I slam my locker door as Ross explains more jargon about Pythagoras' Theorem.
"The big difference between them is that Pythagoras' Theorem just involves the sides, while SIN, COS and TAN always involve angles as well as sides"
I walk away bored from his compact explanation.
"The basic....Becka where are you going?"
"Somewhere I won't have to listen to you talk about Py-fucking-thagoras which, by the way sounds like a type of snake" I turn around to face him as I begin to walk backwards. "I mean listen to it: Pyyythaaagoooraaasss." I repeat exaggerating whilst doing some of my famous snake dancing, which more or less resembles a messed up version of Shakira's 'hips don't lie' video, "Pyyy-tthaaaa-goooo-raaaa-ssssss...pytth-holy...
I feel myself fall as I trip, my death flashing before my eyes. I can see it now. My death shall be a warning to kids everywhere. Bold headlines on the front cover of newspapers; It's because of fools like this that Britain left the EU. With stupid sayings like; Kids, kids, never ever walk backwards for you might fall backwards, and once you fall backwards...hmmphh! Do u remember, remember Rebecca? Because I don't.
I wait for the impact of the floor to carry me to my end. Instead, however, a strong set of hands embrace my waist tightly, encouraging me to wrap my hands around him; to which I gladly do with the knowledge that such a herculean physique could possibly never belong to a 'she' that does not participate in some form of wrestling.

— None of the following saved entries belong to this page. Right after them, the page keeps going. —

use super::{message, write, ApiResult};
use crate::error::ApiError;
use crate::handlers::{ok_json, Call};
use carelink_core::auth::Action;
use carelink_core::{AppointmentId, AppointmentStatus, CoreError, PatientId};
use carelink_engine::NewAppointment;
use chrono::NaiveDateTime;
use serde::Deserialize;
use tracing::info;

#[derive(Deserialize)]
#[serde(rename_all = "camelCase")]
struct ScheduleRequest {
    patient_id: PatientId,
    appointment_date: NaiveDateTime,
    #[serde(default)]
    description: String,
}

#[derive(Deserialize)]
#[serde(rename_all = "camelCase")]
struct AppointmentEdit {
    id: AppointmentId,
    appointment_date: NaiveDateTime,
    appointment_status: AppointmentStatus,
    #[serde(default)]
    description: String,
}

/// The acting doctor becomes the appointment's doctor.
pub async fn schedule(call: &Call<'_>) -> ApiResult {
    let request: ScheduleRequest = call.json()?;
    let actor = call.actor().await?;
    let doctor_id = actor
        .doctor_id()
        .ok_or_else(|| ApiError::not_found("Doctor profile not found"))?;

    let new = NewAppointment {
        doctor_id,
        patient_id: request.patient_id,
        appointment_date: request.appointment_date,
        description: request.description,
    };
    let appointment = write(call, move |store| store.insert_appointment(new)).await?;
    ok_json(&appointment)
}

pub async fn list(call: &Call<'_>) -> ApiResult {
    let actor = call.actor().await?;
    let all = call.state.store.list_appointments()?;
    ok_json(&call.state.policy.visible_appointments(&actor, all))
}

pub async fn edit(call: &Call<'_>) -> ApiResult {
    let edit: AppointmentEdit = call.json()?;
    let mut appointment = call
        .state
        .store
        .appointment(edit.id)?
        .ok_or(CoreError::NotFound { entity: "Appointment", id: edit.id.get() })?;

    let actor = call.actor().await?;
    call.state.policy.check(&actor, &appointment, Action::Edit)?;

    appointment.appointment_date = edit.appointment_date;
    appointment.appointment_status = edit.appointment_status;
    appointment.description = edit.description;
    let appointment = write(call, move |store| {
        store.update_appointment(&appointment).map(|()| appointment)
    })
    .await?;
    ok_json(&appointment)
}

pub async fn delete(call: &Call<'_>, id: AppointmentId) -> ApiResult {
    let appointment = call
        .state
        .store
        .appointment(id)?
        .ok_or(CoreError::NotFound { entity: "Appointment", id: id.get() })?;

    let actor = call.actor().await?;
    call.state.policy.check(&actor, &appointment, Action::Delete)?;
    write(call, move |store| store.delete_appointment(id)).await?;
    info!(appointment_id = %id, "appointment deleted");

    if actor.principal().is_admin() {
        message("Appointment deleted by Admin")
    } else {
        message("Appointment deleted by Doctor")
    }
}
use super::{now, write, ApiResult};
use crate::error::ApiError;
use crate::handlers::{attachment_response, ok_json, Call};
use base64::engine::general_purpose::STANDARD;
use base64::Engine;
use carelink_core::auth::Action;
use carelink_core::{CoreError, DoctorId, MedicalRecordId, PatientId};
use carelink_engine::NewMedicalRecord;
use serde::Deserialize;
use tracing::error;

#[derive(Deserialize)]
#[serde(rename_all = "camelCase")]
struct UploadRequest {
    doctor_id: DoctorId,
    patient_id: PatientId,
    #[serde(default)]
    diagnosis: String,
    #[serde(default)]
    notes: String,
    file_name: String,
    /// Base64 (standard alphabet)
    document: String,
}

pub async fn upload(call: &Call<'_>) -> ApiResult {
    let request: UploadRequest = call.json()?;
    let document = STANDARD
        .decode(request.document.as_bytes())
        .map_err(|_| ApiError::bad_request("Document is not valid base64"))?;

    if call.state.store.doctor(request.doctor_id)?.is_none() {
        return Err(CoreError::NotFound {
            entity: "Doctor",
            id: request.doctor_id.get(),
        }
        .into());
    }

    let new = NewMedicalRecord {
        doctor_id: request.doctor_id,
        patient_id: request.patient_id,
        diagnosis: request.diagnosis,
        notes: request.notes,
        file_name: request.file_name,
        created_at: now(),
    };
    let record = write(call, move |store| store.insert_record(new, &document)).await?;
    ok_json(&record)
}

pub async fn list(call: &Call<'_>) -> ApiResult {
    let actor = call.actor().await?;
    let all = call.state.store.list_records()?;
    ok_json(&call.state.policy.visible_records(&actor, all))
}

/// The stored document of one record, as an attachment.
pub async fn file(call: &Call<'_>, id: MedicalRecordId) -> ApiResult {
    let store = &call.state.store;
    let record = store.record(id)?.ok_or(CoreError::NotFound {
        entity: "Medical Record",
        id: id.get(),
    })?;

    let actor = call.actor().await?;
    call.state.policy.check(&actor, &record, Action::Read)?;

    let Some(document) = store.document(id)? else {
        error!(record_id = %id, "document missing for medical record");
        return Err(ApiError::internal());
    };
    Ok(attachment_response(&record.medical_documents, document))
}
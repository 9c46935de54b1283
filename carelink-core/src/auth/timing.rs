//! Constant-time comparisons
//!
//! Signature checks go through these helpers so that a mismatch takes the
//! same time wherever the first differing byte is.

use subtle::ConstantTimeEq;

/// Constant-time byte comparison. Length is not secret.
pub fn constant_time_compare(a: &[u8], b: &[u8]) -> bool {
    if a.len() != b.len() {
        return false;
    }

    a.ct_eq(b).into()
}

/// Constant-time string comparison (for encoded signatures)
pub fn constant_time_str_compare(a: &str, b: &str) -> bool {
    constant_time_compare(a.as_bytes(), b.as_bytes())
}
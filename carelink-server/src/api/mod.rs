//! Route handlers, one module per resource

pub mod appointments;
pub mod auth;
pub mod doctors;
pub mod patients;
pub mod prescriptions;
pub mod records;
pub mod users;

use crate::error::ApiError;
use crate::handlers::{ok_json, Call};
use bytes::Bytes;
use carelink_engine::ClinicStore;
use chrono::NaiveDateTime;
use http_body_util::Full;
use hyper::Response;
use serde::{Deserialize, Serialize};
use serde_json::json;

pub type ApiResult = Result<Response<Full<Bytes>>, ApiError>;

/// Credentials for a new login account.
#[derive(Deserialize)]
pub struct NewAccount {
    pub email: String,
    pub password: String,
}

#[derive(Serialize)]
struct Message<'a> {
    message: &'a str,
}

pub fn health() -> ApiResult {
    ok_json(&json!({ "status": "UP" }))
}

pub(crate) fn message(text: &str) -> ApiResult {
    ok_json(&Message { message: text })
}

pub(crate) fn now() -> NaiveDateTime {
    chrono::Utc::now().naive_utc()
}

/// Run a store write on the blocking pool. Every commit waits for fsync.
pub(crate) async fn write<T, F>(call: &Call<'_>, op: F) -> Result<T, ApiError>
where
    F: FnOnce(&ClinicStore) -> carelink_core::Result<T> + Send + 'static,
    T: Send + 'static,
{
    let store = call.state.store.clone();
    tokio::task::spawn_blocking(move || op(store.as_ref()))
        .await
        .map_err(|e| {
            tracing::error!(error = %e, "store write task failed");
            ApiError::internal()
        })?
        .map_err(ApiError::from)
}

/// Argon2 runs off the runtime threads.
pub(crate) async fn hash_password(password: String) -> Result<String, ApiError> {
    if password.is_empty() {
        return Err(ApiError::bad_request("Password must not be empty"));
    }
    tokio::task::spawn_blocking(move || carelink_core::auth::hash_password(&password))
        .await
        .map_err(|e| {
            tracing::error!(error = %e, "password hashing task failed");
            ApiError::internal()
        })?
        .map_err(ApiError::from)
}
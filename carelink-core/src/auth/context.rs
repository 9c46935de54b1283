//! Request-scoped identity

use crate::auth::{Principal, ProfileDirectory, ProfileLink, RoleName};
use crate::{AuthError, DoctorId, PatientId};
use tracing::debug;

/// Holder of the resolved principal for exactly one request.
///
/// Created empty at request entry and populated at most once, by
/// [`AuthenticationGate`](crate::auth::AuthenticationGate) after the bearer
/// token verified in this request. It is deliberately not `Clone`; pass it by
/// reference to whatever needs identity.
#[derive(Debug, Default)]
pub struct SecurityContext {
    principal: Option<Principal>,
}

impl SecurityContext {
    pub fn new() -> Self {
        SecurityContext { principal: None }
    }

    /// Context already carrying `principal`, bypassing token checks.
    #[cfg(any(test, feature = "test-utils"))]
    pub fn for_principal(principal: Principal) -> Self {
        SecurityContext {
            principal: Some(principal),
        }
    }

    pub fn principal(&self) -> Option<&Principal> {
        self.principal.as_ref()
    }

    pub fn is_authenticated(&self) -> bool {
        self.principal.is_some()
    }

    /// The principal, or [`AuthError::Unauthenticated`].
    pub fn require(&self) -> Result<&Principal, AuthError> {
        self.principal.as_ref().ok_or(AuthError::Unauthenticated)
    }

    /// Populate the context. Returns false and leaves the existing principal
    /// untouched if one is already set.
    pub(crate) fn establish(&mut self, principal: Principal) -> bool {
        if self.principal.is_some() {
            return false;
        }
        self.principal = Some(principal);
        true
    }
}

/// A principal together with its clinical profile ids: the subject of every
/// ownership decision.
#[derive(Debug, Clone, PartialEq, Eq)]
pub struct Actor {
    principal: Principal,
    link: ProfileLink,
}

impl Actor {
    pub fn new(principal: Principal, link: ProfileLink) -> Self {
        Actor { principal, link }
    }

    /// Resolve the actor for this request with a single directory lookup.
    pub async fn resolve<D>(ctx: &SecurityContext, directory: &D) -> Result<Actor, AuthError>
    where
        D: ProfileDirectory + ?Sized,
    {
        let principal = ctx.require()?;
        let link = directory.link(principal).await?;
        debug!(
            subject = principal.subject_id(),
            doctor_id = ?link.doctor_id,
            patient_id = ?link.patient_id,
            "resolved clinical profile"
        );
        Ok(Actor::new(principal.clone(), link))
    }

    pub fn principal(&self) -> &Principal {
        &self.principal
    }

    pub fn has_role(&self, role: RoleName) -> bool {
        self.principal.has_role(role)
    }

    pub fn doctor_id(&self) -> Option<DoctorId> {
        self.link.doctor_id
    }

    pub fn patient_id(&self) -> Option<PatientId> {
        self.link.patient_id
    }
}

He pulls me up, pressing my back to his chests and holds me tight in a way that does not fail to make my heart skip two beats as he slowly leans in close, whispering in my ear, "Nice moves." He lets go of me, leisurely drawing his hand back in a way that makes me shiver in excitement.
He walks away, only turning back once to wink at me with a wide smirk on his face.
Jack Reys, what are you doing to me?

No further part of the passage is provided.